** Your instructions **
Repeat every entry below exactly.

☆ ☆ ☆

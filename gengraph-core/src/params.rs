//! Scalar parameters of a generated graph.

use std::{fmt, str::FromStr};

use rand::Rng;

use crate::error::GraphGenError;

/// Probability that any candidate pair becomes an edge.
pub const EDGE_PROBABILITY: f64 = 0.5;

/// Number of vertices in a generated graph.
///
/// Vertices are identified by their index in `0..N`.
///
/// # Examples
/// ```
/// use gengraph_core::VertexCount;
///
/// let vertices: VertexCount = " 4 ".parse().expect("4 is a valid vertex count");
/// assert_eq!(vertices.get(), 4);
/// assert_eq!(vertices.pair_count(), 6);
/// ```
#[derive(Clone, Copy, Debug, Default, Eq, Hash, Ord, PartialEq, PartialOrd)]
pub struct VertexCount(usize);

impl VertexCount {
    /// Wraps a raw vertex count.
    #[must_use]
    pub const fn new(count: usize) -> Self {
        Self(count)
    }

    /// Returns the raw vertex count.
    #[must_use]
    pub const fn get(self) -> usize {
        self.0
    }

    /// Returns the number of unordered pairs of distinct vertices, `N·(N-1)/2`.
    ///
    /// # Examples
    /// ```
    /// use gengraph_core::VertexCount;
    ///
    /// assert_eq!(VertexCount::new(0).pair_count(), 0);
    /// assert_eq!(VertexCount::new(1).pair_count(), 0);
    /// assert_eq!(VertexCount::new(5).pair_count(), 10);
    /// ```
    #[must_use]
    #[expect(
        clippy::integer_division,
        reason = "one of two consecutive integers is even, so the product divides exactly"
    )]
    pub const fn pair_count(self) -> u128 {
        let count = self.0 as u128;
        count * count.saturating_sub(1) / 2
    }
}

impl fmt::Display for VertexCount {
    fn fmt(&self, f: &mut fmt::Formatter<'_>) -> fmt::Result {
        write!(f, "{}", self.0)
    }
}

impl From<usize> for VertexCount {
    fn from(count: usize) -> Self {
        Self(count)
    }
}

impl FromStr for VertexCount {
    type Err = GraphGenError;

    /// Parses a decimal vertex count, ignoring surrounding whitespace.
    ///
    /// Negative, fractional, and empty inputs are rejected.
    fn from_str(raw: &str) -> Result<Self, Self::Err> {
        raw.trim()
            .parse::<usize>()
            .map(Self)
            .map_err(|source| GraphGenError::InvalidVertexCount {
                raw: raw.to_owned(),
                source,
            })
    }
}

/// Integer weight attached to an emitted edge, always within
/// [`Weight::MIN`]`..=`[`Weight::MAX`].
#[derive(Clone, Copy, Debug, Eq, Hash, Ord, PartialEq, PartialOrd)]
pub struct Weight(u8);

impl Weight {
    /// Smallest weight the generator emits.
    pub const MIN: u8 = 1;
    /// Largest weight the generator emits.
    pub const MAX: u8 = 10;

    /// Returns a weight when `value` lies within the supported range.
    ///
    /// # Examples
    /// ```
    /// use gengraph_core::Weight;
    ///
    /// assert_eq!(Weight::new(7).map(Weight::get), Some(7));
    /// assert!(Weight::new(0).is_none());
    /// assert!(Weight::new(11).is_none());
    /// ```
    #[must_use]
    pub const fn new(value: u8) -> Option<Self> {
        if value >= Self::MIN && value <= Self::MAX {
            Some(Self(value))
        } else {
            None
        }
    }

    /// Returns the raw weight.
    #[must_use]
    pub const fn get(self) -> u8 {
        self.0
    }

    /// Draws a weight uniformly from the supported range.
    pub(crate) fn sample<R: Rng + ?Sized>(rng: &mut R) -> Self {
        Self(rng.gen_range(Self::MIN..=Self::MAX))
    }
}

impl fmt::Display for Weight {
    fn fmt(&self, f: &mut fmt::Formatter<'_>) -> fmt::Result {
        write!(f, "{}", self.0)
    }
}

#[cfg(test)]
mod tests {
    use super::*;

    use rstest::rstest;

    #[rstest]
    #[case::plain("5", 5)]
    #[case::zero("0", 0)]
    #[case::padded(" 12\n", 12)]
    #[case::explicit_sign("+3", 3)]
    fn vertex_count_parses_decimal_text(#[case] raw: &str, #[case] expected: usize) {
        let vertices = match raw.parse::<VertexCount>() {
            Ok(vertices) => vertices,
            Err(err) => panic!("`{raw}` must parse: {err}"),
        };
        assert_eq!(vertices.get(), expected);
    }

    #[rstest]
    #[case::letters("abc")]
    #[case::empty("")]
    #[case::negative("-1")]
    #[case::fractional("3.5")]
    #[case::overflow("184467440737095516160")]
    fn vertex_count_rejects_non_integers(#[case] raw: &str) {
        match raw.parse::<VertexCount>() {
            Ok(vertices) => panic!("`{raw}` must be rejected, got {vertices}"),
            Err(GraphGenError::InvalidVertexCount { raw: reported, .. }) => {
                assert_eq!(reported, raw);
            }
            Err(other) => panic!("unexpected error: {other:?}"),
        }
    }

    #[rstest]
    #[case(0, 0)]
    #[case(1, 0)]
    #[case(2, 1)]
    #[case(3, 3)]
    #[case(10, 45)]
    #[case(100_000, 4_999_950_000)]
    fn pair_count_matches_closed_form(#[case] count: usize, #[case] expected: u128) {
        assert_eq!(VertexCount::new(count).pair_count(), expected);
    }

    #[test]
    fn pair_count_does_not_overflow_for_huge_counts() {
        let vertices = VertexCount::new(usize::MAX);
        assert!(vertices.pair_count() > 0);
    }

    #[test]
    fn weight_accepts_exactly_the_supported_range() {
        let accepted: Vec<u8> = (0..=u8::MAX)
            .filter_map(Weight::new)
            .map(Weight::get)
            .collect();
        assert_eq!(accepted, (Weight::MIN..=Weight::MAX).collect::<Vec<_>>());
    }
}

☆ ☆ ☆

** Response **
filename gengraph-core/src/params.rs
//! Scalar parameters of a generated graph.

use std::{fmt, str::FromStr};

use rand::Rng;

use crate::error::GraphGenError;

/// Probability that any candidate pair becomes an edge.
pub const EDGE_PROBABILITY: f64 = 0.5;

/// Number of vertices in a generated graph.
///
/// Vertices are identified by their index in `0..N`.
///
/// # Examples
/// ```
/// use gengraph_core::VertexCount;
///
/// let vertices: VertexCount = " 4 ".parse().expect("4 is a valid vertex count");
/// assert_eq!(vertices.get(), 4);
/// assert_eq!(vertices.pair_count(), 6);
/// ```
#[derive(Clone, Copy, Debug, Default, Eq, Hash, Ord, PartialEq, PartialOrd)]
pub struct VertexCount(usize);

impl VertexCount {
    /// Wraps a raw vertex count.
    #[must_use]
    pub const fn new(count: usize) -> Self {
        Self(count)
    }

    /// Returns the raw vertex count.
    #[must_use]
    pub const fn get(self) -> usize {
        self.0
    }

    /// Returns the number of unordered pairs of distinct vertices, `N·(N-1)/2`.
    ///
    /// # Examples
    /// ```
    /// use gengraph_core::VertexCount;
    ///
    /// assert_eq!(VertexCount::new(0).pair_count(), 0);
    /// assert_eq!(VertexCount::new(1).pair_count(), 0);
    /// assert_eq!(VertexCount::new(5).pair_count(), 10);
    /// ```
    #[must_use]
    #[expect(
        clippy::integer_division,
        reason = "one of two consecutive integers is even, so the product divides exactly"
    )]
    pub const fn pair_count(self) -> u128 {
        let count = self.0 as u128;
        count * count.saturating_sub(1) / 2
    }
}

impl fmt::Display for VertexCount {
    fn fmt(&self, f: &mut fmt::Formatter<'_>) -> fmt::Result {
        write!(f, "{}", self.0)
    }
}

impl From<usize> for VertexCount {
    fn from(count: usize) -> Self {
        Self(count)
    }
}

impl FromStr for VertexCount {
    type Err = GraphGenError;

    /// Parses a decimal vertex count, ignoring surrounding whitespace.
    ///
    /// Negative, fractional, and empty inputs are rejected.
    fn from_str(raw: &str) -> Result<Self, Self::Err> {
        raw.trim()
            .parse::<usize>()
            .map(Self)
            .map_err(|source| GraphGenError::InvalidVertexCount {
                raw: raw.to_owned(),
                source,
            })
    }
}

/// Integer weight attached to an emitted edge, always within
/// [`Weight::MIN`]`..=`[`Weight::MAX`].
#[derive(Clone, Copy, Debug, Eq, Hash, Ord, PartialEq, PartialOrd)]
pub struct Weight(u8);

impl Weight {
    /// Smallest weight the generator emits.
    pub const MIN: u8 = 1;
    /// Largest weight the generator emits.
    pub const MAX: u8 = 10;

    /// Returns a weight when `value` lies within the supported range.
    ///
    /// # Examples
    /// ```
    /// use gengraph_core::Weight;
    ///
    /// assert_eq!(Weight::new(7).map(Weight::get), Some(7));
    /// assert!(Weight::new(0).is_none());
    /// assert!(Weight::new(11).is_none());
    /// ```
    #[must_use]
    pub const fn new(value: u8) -> Option<Self> {
        if value >= Self::MIN && value <= Self::MAX {
            Some(Self(value))
        } else {
            None
        }
    }

    /// Returns the raw weight.
    #[must_use]
    pub const fn get(self) -> u8 {
        self.0
    }

    /// Draws a weight uniformly from the supported range.
    pub(crate) fn sample<R: Rng + ?Sized>(rng: &mut R) -> Self {
        Self(rng.gen_range(Self::MIN..=Self::MAX))
    }
}

impl fmt::Display for Weight {
    fn fmt(&self, f: &mut fmt::Formatter<'_>) -> fmt::Result {
        write!(f, "{}", self.0)
    }
}

#[cfg(test)]
mod tests {
    use super::*;

    use rstest::rstest;

    #[rstest]
    #[case::plain("5", 5)]
    #[case::zero("0", 0)]
    #[case::padded(" 12\n", 12)]
    #[case::explicit_sign("+3", 3)]
    fn vertex_count_parses_decimal_text(#[case] raw: &str, #[case] expected: usize) {
        let vertices = match raw.parse::<VertexCount>() {
            Ok(vertices) => vertices,
            Err(err) => panic!("`{raw}` must parse: {err}"),
        };
        assert_eq!(vertices.get(), expected);
    }

    #[rstest]
    #[case::letters("abc")]
    #[case::empty("")]
    #[case::negative("-1")]
    #[case::fractional("3.5")]
    #[case::overflow("184467440737095516160")]
    fn vertex_count_rejects_non_integers(#[case] raw: &str) {
        match raw.parse::<VertexCount>() {
            Ok(vertices) => panic!("`{raw}` must be rejected, got {vertices}"),
            Err(GraphGenError::InvalidVertexCount { raw: reported, .. }) => {
                assert_eq!(reported, raw);
            }
            Err(other) => panic!("unexpected error: {other:?}"),
        }
    }

    #[rstest]
    #[case(0, 0)]
    #[case(1, 0)]
    #[case(2, 1)]
    #[case(3, 3)]
    #[case(10, 45)]
    #[case(100_000, 4_999_950_000)]
    fn pair_count_matches_closed_form(#[case] count: usize, #[case] expected: u128) {
        assert_eq!(VertexCount::new(count).pair_count(), expected);
    }

    #[test]
    fn pair_count_does_not_overflow_for_huge_counts() {
        let vertices = VertexCount::new(usize::MAX);
        assert!(vertices.pair_count() > 0);
    }

    #[test]
    fn weight_accepts_exactly_the_supported_range() {
        let accepted: Vec<u8> = (0..=u8::MAX)
            .filter_map(Weight::new)
            .map(Weight::get)
            .collect();
        assert_eq!(accepted, (Weight::MIN..=Weight::MAX).collect::<Vec<_>>());
    }
}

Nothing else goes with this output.